Here’s the drawing further along with the cooling turquoise border that has a sea-like quality. I love the strength of the marks I can get with the pastel pencils. They don’t disintegrate when I apply pressure unlike normal pastels. The zig-zags near her heart almost suggest a heart monitor. These made themselves, I wasn’t consciously intending this, it was only afterwards that I saw it.
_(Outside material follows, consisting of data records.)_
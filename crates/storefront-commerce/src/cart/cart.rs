//! Cart and cart item types.

use serde::{Deserialize, Serialize};

use crate::cart::CartPricing;
use crate::catalog::Product;
use crate::checkout::CheckoutHandoff;
use crate::error::CommerceError;
use crate::ids::ProductId;
use crate::money::{Currency, Money};

/// Maximum quantity allowed per cart item.
pub const MAX_QUANTITY_PER_ITEM: u32 = 999;
/// Quantities never drop below this.
pub const MIN_QUANTITY: u32 = 1;

/// Coerce raw quantity input into a valid quantity.
///
/// Leading digits are read the way a browser number field reports them;
/// anything that yields no number or a value below 1 becomes 1, and values
/// above [`MAX_QUANTITY_PER_ITEM`] are clamped.
pub fn coerce_quantity(raw: &str) -> u32 {
    let trimmed = raw.trim();
    let digits = trimmed.strip_prefix('+').unwrap_or(trimmed);
    let end = digits
        .find(|c: char| !c.is_ascii_digit())
        .unwrap_or(digits.len());
    let digits = &digits[..end];
    match digits.parse::<u64>() {
        Ok(0) => MIN_QUANTITY,
        Ok(n) => clamp_quantity(n),
        // Only a run too long for u64 fails to parse here.
        Err(_) if !digits.is_empty() => MAX_QUANTITY_PER_ITEM,
        Err(_) => MIN_QUANTITY,
    }
}

/// A shopping cart.
#[derive(Debug, Clone, Serialize, Deserialize, PartialEq, Default)]
pub struct Cart {
    /// Items in the cart, in the order they were added.
    pub items: Vec<CartItem>,
    /// Cart currency.
    pub currency: Currency,
}

impl Cart {
    /// Create an empty cart.
    pub fn new(currency: Currency) -> Self {
        Self {
            items: Vec::new(),
            currency,
        }
    }

    /// Add a product to the cart at its effective price.
    ///
    /// If the product is already in the cart its quantity grows instead.
    /// Quantities are clamped to `1..=MAX_QUANTITY_PER_ITEM`.
    pub fn add_product(&mut self, product: &Product, quantity: u32) -> Result<(), CommerceError> {
        let unit_price = product.effective_price();
        if unit_price.currency != self.currency {
            return Err(CommerceError::CurrencyMismatch {
                expected: self.currency.code().to_string(),
                got: unit_price.currency.code().to_string(),
            });
        }

        let quantity = clamp_quantity(u64::from(quantity));
        if let Some(existing) = self.items.iter_mut().find(|i| i.product_id == product.id) {
            existing.quantity =
                clamp_quantity(u64::from(existing.quantity) + u64::from(quantity));
            return Ok(());
        }

        self.items.push(CartItem {
            product_id: product.id,
            name: product.name.clone(),
            image_url: product.image_url.clone(),
            unit_price,
            quantity,
            selected: true,
        });
        Ok(())
    }

    /// Change an item's quantity by `delta`, never going below 1.
    ///
    /// Returns the new quantity.
    pub fn change_quantity(&mut self, product_id: ProductId, delta: i64) -> Result<u32, CommerceError> {
        let item = self.item_mut(product_id)?;
        let target = i64::from(item.quantity)
            .saturating_add(delta)
            .max(i64::from(MIN_QUANTITY));
        item.quantity = clamp_quantity(target as u64);
        Ok(item.quantity)
    }

    pub fn increment(&mut self, product_id: ProductId) -> Result<u32, CommerceError> {
        self.change_quantity(product_id, 1)
    }

    /// Decrement an item's quantity; at 1 this is a no-op.
    pub fn decrement(&mut self, product_id: ProductId) -> Result<u32, CommerceError> {
        self.change_quantity(product_id, -1)
    }

    /// Set an item's quantity from raw text input. See [`coerce_quantity`].
    pub fn set_quantity_input(&mut self, product_id: ProductId, raw: &str) -> Result<u32, CommerceError> {
        let item = self.item_mut(product_id)?;
        item.quantity = coerce_quantity(raw);
        Ok(item.quantity)
    }

    /// Remove an item from the cart. Returns whether it was present.
    pub fn remove(&mut self, product_id: ProductId) -> bool {
        let len_before = self.items.len();
        self.items.retain(|i| i.product_id != product_id);
        self.items.len() < len_before
    }

    /// Flip an item's selected flag. Returns the new value.
    pub fn toggle_selected(&mut self, product_id: ProductId) -> Result<bool, CommerceError> {
        let item = self.item_mut(product_id)?;
        item.selected = !item.selected;
        Ok(item.selected)
    }

    /// Select or deselect every item.
    pub fn select_all(&mut self, selected: bool) {
        for item in &mut self.items {
            item.selected = selected;
        }
    }

    /// Check if every item is selected. False for an empty cart.
    pub fn all_selected(&self) -> bool {
        !self.items.is_empty() && self.items.iter().all(|i| i.selected)
    }

    /// Check if some but not all items are selected.
    pub fn partially_selected(&self) -> bool {
        let selected = self.selected_items().count();
        selected > 0 && selected < self.items.len()
    }

    pub fn selected_items(&self) -> impl Iterator<Item = &CartItem> {
        self.items.iter().filter(|i| i.selected)
    }

    /// Get total item count (sum of quantities).
    pub fn item_count(&self) -> u64 {
        self.items.iter().map(|i| u64::from(i.quantity)).sum()
    }

    /// Get number of distinct products.
    pub fn unique_item_count(&self) -> usize {
        self.items.len()
    }

    /// Check if cart is empty.
    pub fn is_empty(&self) -> bool {
        self.items.is_empty()
    }

    /// Message shown in place of the item list.
    pub fn empty_message(&self) -> Option<&'static str> {
        self.is_empty().then_some("Your cart is empty.")
    }

    /// Get an item by product ID.
    pub fn get(&self, product_id: ProductId) -> Option<&CartItem> {
        self.items.iter().find(|i| i.product_id == product_id)
    }

    /// Sum of `unit_price * quantity` over selected items.
    pub fn selected_subtotal(&self) -> Result<Money, CommerceError> {
        self.selected_items()
            .try_fold(Money::zero(self.currency), |acc, item| {
                acc.checked_add(&item.line_total()?)
            })
    }

    /// Calculate the selected subtotal plus a flat shipping fee.
    pub fn pricing(&self, shipping_fee: Money) -> Result<CartPricing, CommerceError> {
        let selected_subtotal = self.selected_subtotal()?;
        let grand_total = selected_subtotal.checked_add(&shipping_fee)?;
        Ok(CartPricing {
            selected_subtotal,
            shipping_fee,
            grand_total,
            selected_count: self.selected_items().count(),
            item_count: self.item_count(),
        })
    }

    /// Package the selected items for the checkout flow.
    pub fn checkout_handoff(&self) -> Result<CheckoutHandoff, CommerceError> {
        let items: Vec<CartItem> = self.selected_items().cloned().collect();
        if items.is_empty() {
            return Err(CommerceError::EmptySelection);
        }
        let subtotal = self.selected_subtotal()?;
        Ok(CheckoutHandoff { items, subtotal })
    }

    fn item_mut(&mut self, product_id: ProductId) -> Result<&mut CartItem, CommerceError> {
        self.items
            .iter_mut()
            .find(|i| i.product_id == product_id)
            .ok_or(CommerceError::ItemNotInCart(product_id))
    }
}

fn clamp_quantity(quantity: u64) -> u32 {
    quantity.clamp(u64::from(MIN_QUANTITY), u64::from(MAX_QUANTITY_PER_ITEM)) as u32
}

/// A product line in the cart.
#[derive(Debug, Clone, Serialize, Deserialize, PartialEq)]
pub struct CartItem {
    pub product_id: ProductId,
    /// Product name (denormalized for display).
    pub name: String,
    pub image_url: String,
    /// Price per unit, captured when the product was added.
    pub unit_price: Money,
    /// Quantity, at least 1.
    pub quantity: u32,
    /// Whether the item is included in the order.
    pub selected: bool,
}

impl CartItem {
    /// `unit_price * quantity`.
    pub fn line_total(&self) -> Result<Money, CommerceError> {
        self.unit_price.checked_mul(i64::from(self.quantity))
    }
}

#[cfg(test)]
mod tests {
    use super::*;
    use crate::catalog::product::test_support::product;

    fn cart_with(products: &[(Product, u32)]) -> Cart {
        let mut cart = Cart::new(Currency::KRW);
        for (p, qty) in products {
            cart.add_product(p, *qty).unwrap();
        }
        cart
    }

    #[test]
    fn test_add_product_uses_effective_price() {
        let cart = cart_with(&[(product(1, "Samsung TV", 100_000, 15), 1)]);
        let item = cart.get(ProductId::new(1)).unwrap();
        assert_eq!(item.unit_price.amount, 85_000);
        assert!(item.selected);
    }

    #[test]
    fn test_add_same_product_increases_quantity() {
        let p = product(1, "LG Monitor", 10_000, 0);
        let cart = cart_with(&[(p.clone(), 1), (p, 2)]);
        assert_eq!(cart.unique_item_count(), 1);
        assert_eq!(cart.item_count(), 3);
    }

    #[test]
    fn test_selected_subtotal_and_total() {
        let mut cart = cart_with(&[
            (product(1, "A x", 10_000, 0), 2),
            (product(2, "B y", 5_000, 0), 1),
        ]);
        cart.toggle_selected(ProductId::new(2)).unwrap();

        let pricing = cart.pricing(Money::new(3000, Currency::KRW)).unwrap();
        assert_eq!(pricing.selected_subtotal.amount, 20_000);
        assert_eq!(pricing.grand_total.amount, 23_000);
        assert_eq!(pricing.selected_count, 1);
        assert_eq!(pricing.item_count, 3);
    }

    #[test]
    fn test_decrement_stops_at_one() {
        let mut cart = cart_with(&[(product(1, "A x", 1000, 0), 1)]);
        assert_eq!(cart.decrement(ProductId::new(1)).unwrap(), 1);
        assert_eq!(cart.increment(ProductId::new(1)).unwrap(), 2);
        assert_eq!(cart.change_quantity(ProductId::new(1), -10).unwrap(), 1);
    }

    #[test]
    fn test_quantity_is_capped() {
        let mut cart = cart_with(&[(product(1, "A x", 1000, 0), 5000)]);
        assert_eq!(cart.get(ProductId::new(1)).unwrap().quantity, MAX_QUANTITY_PER_ITEM);
        assert_eq!(cart.increment(ProductId::new(1)).unwrap(), MAX_QUANTITY_PER_ITEM);
    }

    #[test]
    fn test_coerce_quantity() {
        assert_eq!(coerce_quantity("3"), 3);
        assert_eq!(coerce_quantity(" 12 "), 12);
        assert_eq!(coerce_quantity("4abc"), 4);
        assert_eq!(coerce_quantity("abc"), 1);
        assert_eq!(coerce_quantity(""), 1);
        assert_eq!(coerce_quantity("0"), 1);
        assert_eq!(coerce_quantity("-5"), 1);
        assert_eq!(coerce_quantity("100000"), MAX_QUANTITY_PER_ITEM);
        assert_eq!(coerce_quantity("99999999999999999999999"), MAX_QUANTITY_PER_ITEM);
    }

    #[test]
    fn test_set_quantity_input() {
        let mut cart = cart_with(&[(product(1, "A x", 1000, 0), 2)]);
        assert_eq!(cart.set_quantity_input(ProductId::new(1), "oops").unwrap(), 1);
        assert_eq!(
            cart.set_quantity_input(ProductId::new(9), "2"),
            Err(CommerceError::ItemNotInCart(ProductId::new(9)))
        );
    }

    #[test]
    fn test_selection_queries() {
        let mut cart = cart_with(&[
            (product(1, "A x", 1000, 0), 1),
            (product(2, "B y", 1000, 0), 1),
        ]);
        assert!(cart.all_selected());
        assert!(!cart.partially_selected());

        cart.toggle_selected(ProductId::new(1)).unwrap();
        assert!(!cart.all_selected());
        assert!(cart.partially_selected());

        cart.select_all(false);
        assert!(!cart.partially_selected());
        assert_eq!(cart.selected_subtotal().unwrap().amount, 0);

        cart.select_all(true);
        assert!(cart.all_selected());
    }

    #[test]
    fn test_remove_and_empty_state() {
        let mut cart = cart_with(&[(product(1, "A x", 1000, 0), 1)]);
        assert!(cart.remove(ProductId::new(1)));
        assert!(!cart.remove(ProductId::new(1)));
        assert!(cart.is_empty());
        assert!(!cart.all_selected());
        assert_eq!(cart.empty_message(), Some("Your cart is empty."));
    }

    #[test]
    fn test_handoff_requires_selection() {
        let mut cart = cart_with(&[(product(1, "A x", 1000, 0), 2)]);
        let handoff = cart.checkout_handoff().unwrap();
        assert_eq!(handoff.items.len(), 1);
        assert_eq!(handoff.subtotal.amount, 2000);

        cart.select_all(false);
        assert_eq!(cart.checkout_handoff(), Err(CommerceError::EmptySelection));
    }

    #[test]
    fn test_currency_mismatch_rejected() {
        let mut cart = Cart::new(Currency::USD);
        let result = cart.add_product(&product(1, "A x", 1000, 0), 1);
        assert!(matches!(result, Err(CommerceError::CurrencyMismatch { .. })));
    }
}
Medea Hold Your Heart, A1 pastelpencil drawing

Here’s the first stage of a drawing I made yesterday which I’m calling ‘Medea hold your heart’. The idea came to me after thinking about  turning points in her story and her decision making. I tried to bring in a softening in the hand as it holds her own heart. It is this ability to love herself as a complete person in her own right that seemed to be missing in her obsession with Jason, to the extent she could not even see the beauty in the lives of her own children. They became pawns in some monstrous game that would never work.